** Assignment **
Restate word for word the lines that run from the one containing "let fused: HashMap<&str, f32>" to the last line of the data, both ends included.

[Collected data entries]
[Start of Attachment]

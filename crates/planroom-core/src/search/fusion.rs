// Weighted convex score fusion

use std::collections::HashMap;
use std::hash::Hash;

/// Combine vector and keyword results with a weighted sum.
///
/// Fusion Formula: fused(c) = vector(c) × w + keyword(c) × (1 − w)
///
/// Where:
/// - c is a chunk (or any key)
/// - vector(c) is its similarity score, 0 if absent from the vector results
/// - keyword(c) is the sum of its keyword scores, 0 if absent
/// - w is `vector_weight` in [0, 1]
///
/// A key present in only one list gets only that list's weighted
/// contribution. Keys repeated in `keyword_results` (one entry per keyword
/// searched) accumulate. Output is sorted by fused score descending; ties
/// keep first-seen order, vector results first.
pub fn weighted_fusion<T: Clone + Eq + Hash>(
    vector_results: &[(T, f32)],
    keyword_results: &[(T, f32)],
    vector_weight: f32,
) -> Vec<(T, f32)> {
    let keyword_weight = 1.0 - vector_weight;

    let mut order: Vec<(T, f32)> = Vec::new();
    let mut positions: HashMap<T, usize> = HashMap::new();

    let mut accumulate = |item: &T, contribution: f32| match positions.get(item) {
        Some(&pos) => order[pos].1 += contribution,
        None => {
            positions.insert(item.clone(), order.len());
            order.push((item.clone(), contribution));
        }
    };

    for (item, score) in vector_results {
        accumulate(item, score * vector_weight);
    }
    for (item, score) in keyword_results {
        accumulate(item, score * keyword_weight);
    }

    order.sort_by(|a, b| b.1.total_cmp(&a.1));
    order
}

#[cfg(test)]
mod tests {
    use super::*;

    #[test]
    fn test_fusion_weights() {
        let vector_results = vec![(1, 0.9), (2, 0.5)];
        let keyword_results = vec![(2, 1.0), (3, 0.4)];

        let fused = weighted_fusion(&vector_results, &keyword_results, 0.7);
        let scores: HashMap<i32, f32> = fused.iter().cloned().collect();

        assert!((scores[&1] - 0.63).abs() < 1e-6);
        assert!((scores[&2] - (0.35 + 0.3)).abs() < 1e-6);
        assert!((scores[&3] - 0.12).abs() < 1e-6);
        assert_eq!(fused[0].0, 2);
    }

    #[test]
    fn test_fusion_accumulates_repeated_keywords() {
        let vector_results: Vec<(i32, f32)> = vec![];
        let keyword_results = vec![(7, 0.2), (7, 0.3)];

        let fused = weighted_fusion(&vector_results, &keyword_results, 0.5);
        assert_eq!(fused.len(), 1);
        assert!((fused[0].1 - 0.25).abs() < 1e-6);
    }

    #[test]
    fn test_fusion_both_empty() {
        let a: Vec<(i32, f32)> = vec![];
        let b: Vec<(i32, f32)> = vec![];
        assert!(weighted_fusion(&a, &b, 0.7).is_empty());
    }

    #[test]
    fn test_fusion_vector_only_preserves_order() {
        let vector_results = vec![(1, 0.9), (2, 0.8), (3, 0.7)];
        let fused = weighted_fusion(&vector_results, &[], 0.7);
        let ids: Vec<i32> = fused.iter().map(|(id, _)| *id).collect();
        assert_eq!(ids, vec![1, 2, 3]);
    }

    #[test]
    fn test_fusion_is_convex_in_weight() {
        // a: strong vector, weak keyword; b: weak vector, strong keyword
        let vector_results = vec![("a", 0.9), ("b", 0.3)];
        let keyword_results = vec![("a", 0.1), ("b", 0.8)];

        let mut previous_gap = f32::NEG_INFINITY;
        for step in 0..=10 {
            let w = step as f32 / 10.0;
            let fused: HashMap<&str, f32> = weighted_fusion(&vector_results, &keyword_results, w)
                .into_iter()
                .collect();
            let gap = fused["a"] - fused["b"];
            assert!(gap >= previous_gap - 1e-6, "gap shrank at w={}", w);
            previous_gap = gap;
        }
    }

    #[test]
    fn test_fusion_ties_keep_first_seen_order() {
        let vector_results = vec![(5, 0.5), (4, 0.5)];
        let fused = weighted_fusion(&vector_results, &[], 1.0);
        assert_eq!(fused[0].0, 5);
        assert_eq!(fused[1].0, 4);
    }
}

[End of Attachment]

** Reply to the task **
            let fused: HashMap<&str, f32> = weighted_fusion(&vector_results, &keyword_results, w)
                .into_iter()
                .collect();
            let gap = fused["a"] - fused["b"];
            assert!(gap >= previous_gap - 1e-6, "gap shrank at w={}", w);
            previous_gap = gap;
        }
    }

    #[test]
    fn test_fusion_ties_keep_first_seen_order() {
        let vector_results = vec![(5, 0.5), (4, 0.5)];
        let fused = weighted_fusion(&vector_results, &[], 1.0);
        assert_eq!(fused[0].0, 5);
        assert_eq!(fused[1].0, 4);
    }
}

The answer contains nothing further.